Gene and protein expressions induced by 17beta-estradiol and parathion in cultured breast epithelial cells

Abstract

Cancer of the breast is the most common form of malignant disease occurring among women of the western world and environmental substances seem to be involved in the etiology of this disease. Many studies have found an association between human cancer and exposure to agricultural pesticides and among them parathion, the organophosphorous pesticide used in agriculture to control mosquito plagues. The association between breast cancer and prolonged exposure to estrogens suggests that this hormone also may have a role in such process.
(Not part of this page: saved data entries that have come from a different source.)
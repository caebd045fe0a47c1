use crate::ast::Token;
use std::fmt;
use thiserror::Error;

/// Words that cannot appear unquoted as field names.
pub const RESERVED_WORDS: &[&str] = &["type"];

/// 1-based line and column of a character in the source text.
#[derive(Debug, Clone, Copy, PartialEq, Eq)]
pub struct Position {
    pub line: usize,
    pub column: usize,
}

impl Position {
    pub fn start() -> Self {
        Position { line: 1, column: 1 }
    }
}

impl fmt::Display for Position {
    fn fmt(&self, f: &mut fmt::Formatter<'_>) -> fmt::Result {
        write!(f, "{}:{}", self.line, self.column)
    }
}

/// Malformed source text.
#[derive(Debug, Clone, PartialEq, Error)]
#[error("{position}: {message}")]
pub struct SyntaxError {
    pub position: Position,
    pub message: String,
}

impl SyntaxError {
    pub fn new(position: Position, message: impl Into<String>) -> Self {
        SyntaxError {
            position,
            message: message.into(),
        }
    }
}

pub struct Lexer {
    input: Vec<char>,
    position: usize,
    line: usize,
    column: usize,
    token_start: Position,
}

impl Lexer {
    pub fn new(input: &str) -> Self {
        Lexer {
            input: input.chars().collect(),
            position: 0,
            line: 1,
            column: 1,
            token_start: Position::start(),
        }
    }

    /// Where the most recently returned token starts.
    pub fn token_start(&self) -> Position {
        self.token_start
    }

    fn here(&self) -> Position {
        Position {
            line: self.line,
            column: self.column,
        }
    }

    fn current_char(&self) -> Option<char> {
        self.input.get(self.position).copied()
    }

    fn peek_char(&self, offset: usize) -> Option<char> {
        self.input.get(self.position + offset).copied()
    }

    fn advance(&mut self) {
        if self.current_char() == Some('\n') {
            self.line += 1;
            self.column = 1;
        } else {
            self.column += 1;
        }
        self.position += 1;
    }

    fn skip_whitespace(&mut self) {
        while let Some(ch) = self.current_char() {
            if ch.is_whitespace() {
                self.advance();
            } else {
                break;
            }
        }
    }

    fn read_identifier(&mut self) -> String {
        let mut result = String::new();
        while let Some(ch) = self.current_char() {
            if is_identifier_char(ch) {
                result.push(ch);
                self.advance();
            } else {
                break;
            }
        }
        result
    }

    /// Reads `name(.name)*`. Dots must be followed directly by another name.
    fn read_name(&mut self) -> Result<Token, SyntaxError> {
        let mut segments = vec![self.read_identifier()];

        while self.current_char() == Some('.') {
            let dot = self.here();
            self.advance();
            match self.current_char() {
                Some(ch) if is_identifier_start(ch) => segments.push(self.read_identifier()),
                _ => {
                    return Err(SyntaxError::new(
                        dot,
                        format!("expected field name after '{}.'", segments.join(".")),
                    ));
                }
            }
        }

        if segments.len() > 1 {
            return Ok(Token::Selector(segments));
        }

        let word = segments.remove(0);
        Ok(match word.to_lowercase().as_str() {
            "and" => Token::AndAnd,
            "or" => Token::OrOr,
            _ if RESERVED_WORDS.contains(&word.as_str()) => Token::Reserved(word),
            _ => Token::Identifier(word),
        })
    }

    /// Reads a double-quoted string, keeping escape sequences as written.
    fn read_string(&mut self) -> Result<String, SyntaxError> {
        let mut result = String::new();
        self.advance(); // Consume opening quote

        while let Some(ch) = self.current_char() {
            match ch {
                '"' => {
                    self.advance();
                    return Ok(result);
                }
                '\\' => {
                    result.push(ch);
                    self.advance();
                    if let Some(escaped) = self.current_char() {
                        result.push(escaped);
                        self.advance();
                    }
                }
                _ => {
                    result.push(ch);
                    self.advance();
                }
            }
        }

        Err(SyntaxError::new(
            self.token_start,
            "unterminated string literal",
        ))
    }

    fn read_digits(&mut self, number: &mut String) {
        while let Some(ch) = self.current_char() {
            if ch.is_ascii_digit() {
                number.push(ch);
                self.advance();
            } else {
                break;
            }
        }
    }

    fn read_number(&mut self) -> Token {
        let mut number = String::new();
        let mut is_float = false;

        if self.current_char() == Some('-') {
            number.push('-');
            self.advance();
        }

        self.read_digits(&mut number);

        if self.current_char() == Some('.') && self.peek_char(1).is_some_and(|c| c.is_ascii_digit())
        {
            is_float = true;
            number.push('.');
            self.advance();
            self.read_digits(&mut number);
        }

        if matches!(self.current_char(), Some('e' | 'E')) {
            let sign = matches!(self.peek_char(1), Some('+' | '-'));
            let digit_at = if sign { 2 } else { 1 };
            if self.peek_char(digit_at).is_some_and(|c| c.is_ascii_digit()) {
                is_float = true;
                for _ in 0..digit_at {
                    number.extend(self.current_char());
                    self.advance();
                }
                self.read_digits(&mut number);
            }
        }

        if is_float {
            Token::Float(number)
        } else {
            Token::Integer(number)
        }
    }

    /// Consumes `first`, and `second` too when it follows directly.
    fn one_or_two(&mut self, second: char, single: Token, double: Token) -> Token {
        self.advance();
        if self.current_char() == Some(second) {
            self.advance();
            double
        } else {
            single
        }
    }

    pub fn next_token(&mut self) -> Result<Token, SyntaxError> {
        self.skip_whitespace();
        self.token_start = self.here();

        let token = match self.current_char() {
            None => Token::Eof,
            Some('(') => {
                self.advance();
                Token::LParen
            }
            Some(')') => {
                self.advance();
                Token::RParen
            }
            Some(',') => {
                self.advance();
                Token::Comma
            }
            Some('&') => self.one_or_two('&', Token::Ampersand, Token::AndAnd),
            Some('|') => self.one_or_two('|', Token::Pipe, Token::OrOr),
            Some('!') => self.one_or_two('=', Token::Exclamation, Token::NotEq),
            Some('<') => self.one_or_two('=', Token::Lt, Token::LtEq),
            Some('>') => self.one_or_two('=', Token::Gt, Token::GtEq),
            Some('=') => {
                if self.peek_char(1) == Some('=') {
                    self.advance();
                    self.advance();
                    Token::EqEq
                } else {
                    return Err(SyntaxError::new(
                        self.token_start,
                        "unexpected '=' (did you mean '=='?)",
                    ));
                }
            }
            Some('"') => Token::String(self.read_string()?),
            Some('-') if self.peek_char(1).is_some_and(|c| c.is_ascii_digit()) => {
                self.read_number()
            }
            Some(ch) if ch.is_ascii_digit() => self.read_number(),
            Some(ch) if is_identifier_start(ch) => self.read_name()?,
            Some(ch) => {
                return Err(SyntaxError::new(
                    self.token_start,
                    format!("unexpected character '{}'", ch),
                ));
            }
        };

        Ok(token)
    }
}

fn is_identifier_start(ch: char) -> bool {
    ch.is_ascii_alphabetic() || ch == '_'
}

fn is_identifier_char(ch: char) -> bool {
    ch.is_ascii_alphanumeric() || ch == '_'
}

#[test]
fn test_keywords() {
    let mut lexer = Lexer::new("and OR And type");
    assert_eq!(lexer.next_token().unwrap(), Token::AndAnd);
    assert_eq!(lexer.next_token().unwrap(), Token::OrOr);
    assert_eq!(lexer.next_token().unwrap(), Token::AndAnd);
    assert_eq!(lexer.next_token().unwrap(), Token::Reserved("type".to_string()));
    assert_eq!(lexer.next_token().unwrap(), Token::Eof);
}

#[test]
fn test_comparison() {
    let mut lexer = Lexer::new("person.age >= 18");
    assert_eq!(
        lexer.next_token().unwrap(),
        Token::Selector(vec!["person".to_string(), "age".to_string()])
    );
    assert_eq!(lexer.next_token().unwrap(), Token::GtEq);
    assert_eq!(lexer.next_token().unwrap(), Token::Integer("18".to_string()));
    assert_eq!(lexer.token_start(), Position { line: 1, column: 15 });
    assert_eq!(lexer.next_token().unwrap(), Token::Eof);
}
However, the causative factors for breast carcinogenesis remain an enigma. The objective of this study was to determine the effects of 17beta-estradiol (E2) and parathion on cell transformation of human breast epithelial cells in vitro. The results of this study showed that parathion alone and in combination with E2 induced malignant transformation of an immortalized human breast epithelial cell line, MCF-10F, and the malignant feature was confirmed by anchorage independency and invasive capabilities. Parathion alone efficiently elevated the expression of EGFR, c-Kit, Trio, Rac 3, Rho-A, and mutant p53 proteins. Analysis of gene expression using commercially available human cell cycle array revealed transcriptional alterations in 22 out of a total of 96 genes. Among them, nine genes involved in the regulation of cell cycle were altered. These included cyclins (A1, A2, C, G1, G2, and H), cyclin-dependent kinases (CDKs), and minichromosome maintenance deficient (MCM). Results suggest that parathion has the potency to cause malignant transformation of breast epithelial cells through modulation of expression of cell cycle regulated genes.

Figure 1

(A) The parental MCF-10F cell line was treated with 17β-estradiol (E2) 10⁻⁸ M, parathion (100 ng/mL) and combination of E2 plus parathion during 20 passages. AIA: Anchorage Independence Assay. IA: Invasion Assay. Positive signs (+): referred to the lack of anchorage independent growth and invasiveness. Negative signs (−): referred to the lack of both characteristics. (B) MCF-10F cell line did not form colonies in agar. (C) Colony formed by parathion-treated cells. (D) Colony formed by combination of E2- and parathion-treated cells. Phase contrast microscopy (4X). (E) Invasive characteristics of control and treated-MCF-10F cell line were scored 20 h after plating onto matrigel basement membranes using modified Boyden’s chambers constructed with multi-well cell culture plates and cell culture inserts. Values represent the invasive characteristics of MCF-10F, E2, parathion, and a combination of E2- and parathion-treated cells obtained by scoring the number of cells that crossed the filters.

Figure 2

Bars represent the average and standard error of (A) EGFR, (B) c-Kit, (C) Trio and (D) Rac 3 of MCF-10F, E2, parathion and a combination of both. Representative immunofluorescence- stained images of (A) EGFR, (B) c-Kit, (C) Trio and (D) Rac 3 protein expression of MCF-10F, E2, parathion and a combination of both. Protein expression was determined by immunofluorescent staining and quantified using confocal microscopy and a computer program, which gives the area and the intensity of the staining as described in the text. The primary antibodies used were: rabbit polyclonal for EGFR, c-Kit and Trio and goat polyclonal for Rac 3 antibody (Biotechnology Inc., Santa Cruz, CA, USA).

Figure 3

Bars represent the average and standard error of (A) Rho-A and (B) mutant p53 protein expression of MCF-10F, E2, parathion and combination of both. Representative immunofluorescence stained images of analyzing (A) Rho-A and (B) mutant p53 and protein expression of MCF-10F, E2, parathion and combination of both. The primary antibodies used were mouse monoclonal antibody (Biotechnology Inc.).